The decoder layer is initialized with input parameters and components, such as a multi-head attention module for masking self-attention and cross-attention, a PositionWiseFeedForward module, a three-layer normalization module, and a dropout layer.

The forward method computes the decoder layer output by performing the following steps:

  1. Computes the masked self-attention output and adds it to the input tensor, followed by dropout and layer normalization.
  2. The cross-attention output between the decoder and encoder outputs is computed and added to the normalized masked self-attention output, followed by dropout and layer normalization.
  3. The position-wise feed-forward output is computed and combined with the normalized cross-attention output, followed by dropout and layer normalization.
  4. Return the processed tensor.

These operations enable the decoder to generate target sequences from the input and the encoder output.

Now, let's combine the encoder and decoder layers to create the full converter model.

8. Transformer model

Figure 5. The Transformer Network (Source: The picture comes from the original text)

Merge them all together:

class Transformer(nn.Module):
    def __init__(self, src_vocab_size, tgt_vocab_size, d_model, num_heads, num_layers, d_ff, max_seq_length, dropout):
        super(Transformer, self).__init__()
        self.encoder_embedding = nn.Embedding(src_vocab_size, d_model)
        self.decoder_embedding = nn.Embedding(tgt_vocab_size, d_model)
        self.positional_encoding = PositionalEncoding(d_model, max_seq_length)

        self.encoder_layers = nn.ModuleList([EncoderLayer(d_model, num_heads, d_ff, dropout) for _ in range(num_layers)])
        self.decoder_layers = nn.ModuleList([DecoderLayer(d_model, num_heads, d_ff, dropout) for _ in range(num_layers)])

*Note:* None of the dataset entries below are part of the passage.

//! Text-to-speech module.
//!
//! Defines the provider seam used by the pipeline, the prompt contract for
//! multi-word requests and the Gemini REST implementation.

mod gemini;
mod prompt;
mod provider;

pub use gemini::GeminiTts;
pub use prompt::{Language, build_batch_prompt, build_single_prompt};
pub use provider::{ProviderError, SpeechProvider};
//! Prebuilt Gemini TTS voices.
//!
//! The provider accepts a fixed set of voice names. The table is only used for
//! `--list-voices` and to warn about typos; unknown names are still passed
//! through since the service adds voices over time.

/// Voice metadata shown in listings.
#[derive(Debug, Clone, Copy)]
pub struct Voice {
    pub style: &'static str,
}

/// All voices, sorted by name for binary search.
const VOICES: &[(&str, Voice)] = &[
    ("Achernar", Voice { style: "Soft" }),
    ("Achird", Voice { style: "Friendly" }),
    ("Algenib", Voice { style: "Gravelly" }),
    ("Algieba", Voice { style: "Smooth" }),
    ("Alnilam", Voice { style: "Firm" }),
    ("Aoede", Voice { style: "Breezy" }),
    ("Autonoe", Voice { style: "Bright" }),
    ("Callirrhoe", Voice { style: "Easy-going" }),
    ("Charon", Voice { style: "Informative" }),
    ("Despina", Voice { style: "Smooth" }),
    ("Enceladus", Voice { style: "Breathy" }),
    ("Erinome", Voice { style: "Clear" }),
    ("Fenrir", Voice { style: "Excitable" }),
    ("Gacrux", Voice { style: "Mature" }),
    ("Iapetus", Voice { style: "Clear" }),
    ("Kore", Voice { style: "Firm" }),
    ("Laomedeia", Voice { style: "Upbeat" }),
    ("Leda", Voice { style: "Youthful" }),
    ("Orus", Voice { style: "Firm" }),
    ("Puck", Voice { style: "Upbeat" }),
    ("Pulcherrima", Voice { style: "Forward" }),
    ("Rasalgethi", Voice { style: "Informative" }),
    ("Sadachbia", Voice { style: "Lively" }),
    ("Sadaltager", Voice { style: "Knowledgeable" }),
    ("Schedar", Voice { style: "Even" }),
    ("Sulafat", Voice { style: "Warm" }),
    ("Umbriel", Voice { style: "Easy-going" }),
    ("Vindemiatrix", Voice { style: "Gentle" }),
    ("Zephyr", Voice { style: "Bright" }),
    ("Zubenelgenubi", Voice { style: "Casual" }),
];

/// Get voice metadata by name.
pub fn get_voice(name: &str) -> Option<&'static Voice> {
    VOICES.binary_search_by_key(&name, |(n, _)| n).ok().map(|idx| &VOICES[idx].1)
}

/// Print all available voices.
pub fn print_voices() {
    println!("═══════════════════════════════════════════════");
    println!("  Gemini TTS - {} prebuilt voices", VOICES.len());
    println!("═══════════════════════════════════════════════");
    println!("{:<15} STYLE", "VOICE");
    println!("{}", "─".repeat(40));

    for (name, voice) in VOICES {
        println!("{:<15} {}", name, voice.style);
    }

    println!();
    println!("Defaults: Kore (Japanese), Aoede (English)");
    println!();
    println!("Usage:");
    println!("  flashcard-audio --voice-ja Leda --voice-en Puck");
}
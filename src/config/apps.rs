//! Flashcard apps and the words each one needs audio for.

use clap::ValueEnum;
use serde::{Deserialize, Serialize};

use crate::tts::Language;

/// One audio asset an app needs.
#[derive(Debug, Clone, PartialEq, Eq)]
pub struct CatalogEntry {
    pub filename: String, // Output file name inside the app directory
    pub speech: String,   // Text to be spoken
    pub context: String,  // Disambiguation hint for the model, may be empty
    pub language: Language,
}

impl CatalogEntry {
    fn new(filename: impl Into<String>, speech: impl Into<String>, context: impl Into<String>, language: Language) -> Self {
        Self { filename: filename.into(), speech: speech.into(), context: context.into(), language }
    }
}

/// Flashcard apps with generated audio.
#[derive(Debug, Clone, Copy, PartialEq, Eq, Hash, ValueEnum, Serialize, Deserialize)]
#[serde(rename_all = "kebab-case")]
pub enum AppId {
    /// Dot cards: "これは N です" for 1-100
    Dots,
    /// Dot arithmetic: operator words and bare numbers 1-100
    DotsMath,
    /// Hiragana vocabulary flash cards
    HiraganaFlash,
    /// English vocabulary flash cards
    EnglishFlash,
}

impl AppId {
    /// All apps in generation order.
    pub const ALL: [AppId; 4] = [AppId::Dots, AppId::DotsMath, AppId::HiraganaFlash, AppId::EnglishFlash];

    /// Display label used in progress output.
    pub fn label(&self) -> &'static str {
        match self {
            AppId::Dots => "ドッツカード",
            AppId::DotsMath => "ドッツ計算",
            AppId::HiraganaFlash => "ひらがなフラッシュ",
            AppId::EnglishFlash => "英語フラッシュ",
        }
    }

    /// Subdirectory of the audio root holding this app's files.
    pub fn output_dir(&self) -> &'static str {
        match self {
            AppId::Dots => "dots",
            AppId::DotsMath => "dots-math",
            AppId::HiraganaFlash => "hiragana-flash",
            AppId::EnglishFlash => "english-flash",
        }
    }

    /// Every asset for this app, in generation order.
    pub fn entries(&self) -> Vec<CatalogEntry> {
        match self {
            AppId::Dots => (1..=100).map(|n| CatalogEntry::new(format!("{}.mp3", n), format!("これは{}です", n), "", Language::Ja)).collect(),
            AppId::DotsMath => {
                let operators = OPERATORS.iter().map(|(file, speech, context)| CatalogEntry::new(*file, *speech, *context, Language::Ja));
                let numbers = (1..=100).map(|n| CatalogEntry::new(format!("{}.mp3", n), n.to_string(), format!("数字の{}", n), Language::Ja));
                operators.chain(numbers).collect()
            }
            AppId::HiraganaFlash => HIRAGANA
                .iter()
                .map(|(word, kanji, emoji)| CatalogEntry::new(format!("{}.mp3", word), *word, format!("{}{}", kanji, emoji), Language::Ja))
                .collect(),
            AppId::EnglishFlash => ENGLISH.iter().map(|word| CatalogEntry::new(format!("{}.mp3", word.replace(' ', "-")), *word, "", Language::En)).collect(),
        }
    }
}

impl std::fmt::Display for AppId {
    fn fmt(&self, f: &mut std::fmt::Formatter<'_>) -> std::fmt::Result {
        write!(f, "{}", self.output_dir())
    }
}

/// Print the app catalog.
pub fn print_apps() {
    println!("{:<16} {:<6} {:<20} LABEL", "APP", "ITEMS", "DIRECTORY");
    println!("{}", "─".repeat(60));
    for app in AppId::ALL {
        println!("{:<16} {:<6} {:<20} {}", app.to_string(), app.entries().len(), app.output_dir(), app.label());
    }
}

/// (file, speech, context) for the arithmetic operator words.
const OPERATORS: &[(&str, &str, &str)] = &[("plus.mp3", "たす", "足し算の「たす」"), ("minus.mp3", "ひく", "引き算の「ひく」"), ("wa.mp3", "わ", "「〜は」の助詞")];

/// (word, kanji, emoji); kept in sync with the HiraganaFlash component data.
const HIRAGANA: &[(&str, &str, &str)] = &[
    // あ行
    ("あり", "蟻", "🐜"),
    ("あめ", "飴", "🍬"),
    ("あひる", "家鴨", "🦆"),
    ("いぬ", "犬", "🐕"),
    ("いちご", "苺", "🍓"),
    ("いるか", "海豚", "🐬"),
    ("うし", "牛", "🐄"),
    ("うさぎ", "兎", "🐰"),
    ("うみ", "海", "🌊"),
    ("えび", "海老", "🦐"),
    ("えんぴつ", "鉛筆", "✏️"),
    ("おに", "鬼", "👹"),
    ("おばけ", "お化け", "👻"),
    // か行
    ("かに", "蟹", "🦀"),
    ("かさ", "傘", "☂️"),
    ("かめ", "亀", "🐢"),
    ("きつね", "狐", "🦊"),
    ("きのこ", "茸", "🍄"),
    ("くま", "熊", "🐻"),
    ("くじら", "鯨", "🐋"),
    ("くるま", "車", "🚗"),
    ("けむし", "毛虫", "🐛"),
    ("けーき", "ケーキ", "🎂"),
    ("こあら", "コアラ", "🐨"),
    ("こいのぼり", "鯉のぼり", "🎏"),
    // さ行
    ("さる", "猿", "🐵"),
    ("さかな", "魚", "🐟"),
    ("しか", "鹿", "🦌"),
    ("しんかんせん", "新幹線", "🚄"),
    ("すいか", "西瓜", "🍉"),
    ("すし", "寿司", "🍣"),
    ("せんす", "扇子", "🪭"),
    ("せんべい", "煎餅", "🍘"),
    ("そら", "空", "🌤️"),
    ("そり", "橇", "🛷"),
    // た行
    ("たこ", "蛸", "🐙"),
    ("たいよう", "太陽", "☀️"),
    ("ちょう", "蝶", "🦋"),
    ("ちーず", "チーズ", "🧀"),
    ("つき", "月", "🌙"),
    ("つばめ", "燕", "🐦"),
    ("てんとうむし", "天道虫", "🐞"),
    ("てがみ", "手紙", "💌"),
    ("とら", "虎", "🐯"),
    ("とけい", "時計", "⏰"),
    // な行
    ("なす", "茄子", "🍆"),
    ("なると", "鳴門", "🍥"),
    ("にわとり", "鶏", "🐔"),
    ("にじ", "虹", "🌈"),
    ("ぬいぐるみ", "縫いぐるみ", "🧸"),
    ("ねこ", "猫", "🐱"),
    ("ねずみ", "鼠", "🐭"),
    ("のり", "海苔", "🍙"),
    // は行
    ("はな", "花", "🌸"),
    ("はち", "蜂", "🐝"),
    ("ひよこ", "雛", "🐤"),
    ("ひこうき", "飛行機", "✈️"),
    ("ふくろう", "梟", "🦉"),
    ("ふね", "船", "🚢"),
    ("へび", "蛇", "🐍"),
    ("ほし", "星", "⭐"),
    ("ほうき", "箒", "🧹"),
    // ま行
    ("まめ", "豆", "🫘"),
    ("まと", "的", "🎯"),
    ("みかん", "蜜柑", "🍊"),
    ("みず", "水", "💧"),
    ("むし", "虫", "🐛"),
    ("め", "目", "👁️"),
    ("めだまやき", "目玉焼き", "🍳"),
    ("もも", "桃", "🍑"),
    ("もり", "森", "🌲"),
    // や行
    ("やま", "山", "⛰️"),
    ("やきいも", "焼き芋", "🍠"),
    ("ゆき", "雪", "❄️"),
    ("ゆびわ", "指輪", "💍"),
    ("よっと", "ヨット", "⛵"),
    // ら行
    ("らいおん", "ライオン", "🦁"),
    ("らっこ", "ラッコ", "🦦"),
    ("りんご", "林檎", "🍎"),
    ("りす", "栗鼠", "🐿️"),
    ("るびー", "ルビー", "💎"),
    ("れもん", "レモン", "🍋"),
    ("ろうそく", "蝋燭", "🕯️"),
    ("ろけっと", "ロケット", "🚀"),
    // わ行
    ("わに", "鰐", "🐊"),
    // が行
    ("がっこう", "学校", "🏫"),
    ("がいこつ", "骸骨", "💀"),
    ("ぎたー", "ギター", "🎸"),
    ("ぎゅうにゅう", "牛乳", "🥛"),
    ("ぐー", "グー", "✊"),
    ("げーむ", "ゲーム", "🎮"),
    ("ごりら", "ゴリラ", "🦍"),
    ("ごはん", "御飯", "🍚"),
    // ざ行
    ("ざりがに", "ザリガニ", "🦞"),
    ("じしゃく", "磁石", "🧲"),
    ("じてんしゃ", "自転車", "🚲"),
    ("ずぼん", "ズボン", "👖"),
    ("ぜりー", "ゼリー", "🍮"),
    ("ぞう", "象", "🐘"),
    // だ行
    ("だんご", "団子", "🍡"),
    ("でんしゃ", "電車", "🚃"),
    ("でんわ", "電話", "📞"),
    ("どんぐり", "団栗", "🌰"),
    ("どーなつ", "ドーナツ", "🍩"),
    // ば行
    ("ばなな", "バナナ", "🍌"),
    ("ばった", "飛蝗", "🦗"),
    ("びーだま", "ビー玉", "🔮"),
    ("ぶどう", "葡萄", "🍇"),
    ("ぶた", "豚", "🐷"),
    ("べる", "ベル", "🔔"),
    ("ぼうし", "帽子", "🎩"),
    ("ぼーる", "ボール", "⚽"),
    // ぱ行
    ("ぱんだ", "パンダ", "🐼"),
    ("ぱいなっぷる", "パイナップル", "🍍"),
    ("ぴあの", "ピアノ", "🎹"),
    ("ぷーる", "プール", "🏊"),
    ("ぺんぎん", "ペンギン", "🐧"),
    ("ぽすと", "ポスト", "📮"),
    ("ぽっぷこーん", "ポップコーン", "🍿"),
];

/// English vocabulary; "orange" appears as both fruit and colour and maps to one file.
const ENGLISH: &[&str] = &[
    // Animals
    "dog", "cat", "bird", "fish", "rabbit", "bear", "elephant", "lion", "monkey", "pig", "cow", "horse", "sheep", "chicken", "duck", "frog", "turtle", "penguin", "whale",
    "butterfly", "giraffe", "zebra", "snake", "owl", "dolphin", //
    // Food
    "apple", "banana", "orange", "grape", "strawberry", "watermelon", "peach", "cherry", "bread", "rice", "egg", "milk", "cake", "cookie", "ice cream", "pizza", "tomato",
    "corn", "carrot", "lemon", "chocolate", "cheese", "donut", "pineapple", "mushroom", //
    // Things
    "car", "bus", "train", "airplane", "bicycle", "boat", "rocket", "star", "sun", "moon", "rainbow", "flower", "tree", "house", "book", "pencil", "clock", "umbrella",
    "hat", "shoe", "key", "bell", "ball", "guitar", "camera", //
    // Body
    "eye", "ear", "hand", "foot", "heart", "nose", "mouth", "tooth", "leg", "bone", "brain", "muscle", "finger", "face", "tongue", //
    // Nature
    "fire", "water", "snow", "cloud", "mountain", "rain", "wind", "thunder", "ocean", "river", "leaf", "rock", "sand", "earth", "volcano", //
    // Colors
    "red", "blue", "green", "yellow", "orange", "purple", "pink", "white", "black", "brown",
];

        self.fc = nn.Linear(d_model, tgt_vocab_size)
        self.dropout = nn.Dropout(dropout)

    def generate_mask(self, src, tgt):
        src_mask = (src != 0).unsqueeze(1).unsqueeze(2)
        tgt_mask = (tgt != 0).unsqueeze(1).unsqueeze(3)
        seq_length = tgt.size(1)
        nopeak_mask = (1 - torch.triu(torch.ones(1, seq_length, seq_length), diagonal=1)).bool()
        tgt_mask = tgt_mask & nopeak_mask
        return src_mask, tgt_mask

    def forward(self, src, tgt):
        src_mask, tgt_mask = self.generate_mask(src, tgt)
        src_embedded = self.dropout(self.positional_encoding(self.encoder_embedding(src)))
        tgt_embedded = self.dropout(self.positional_encoding(self.decoder_embedding(tgt)))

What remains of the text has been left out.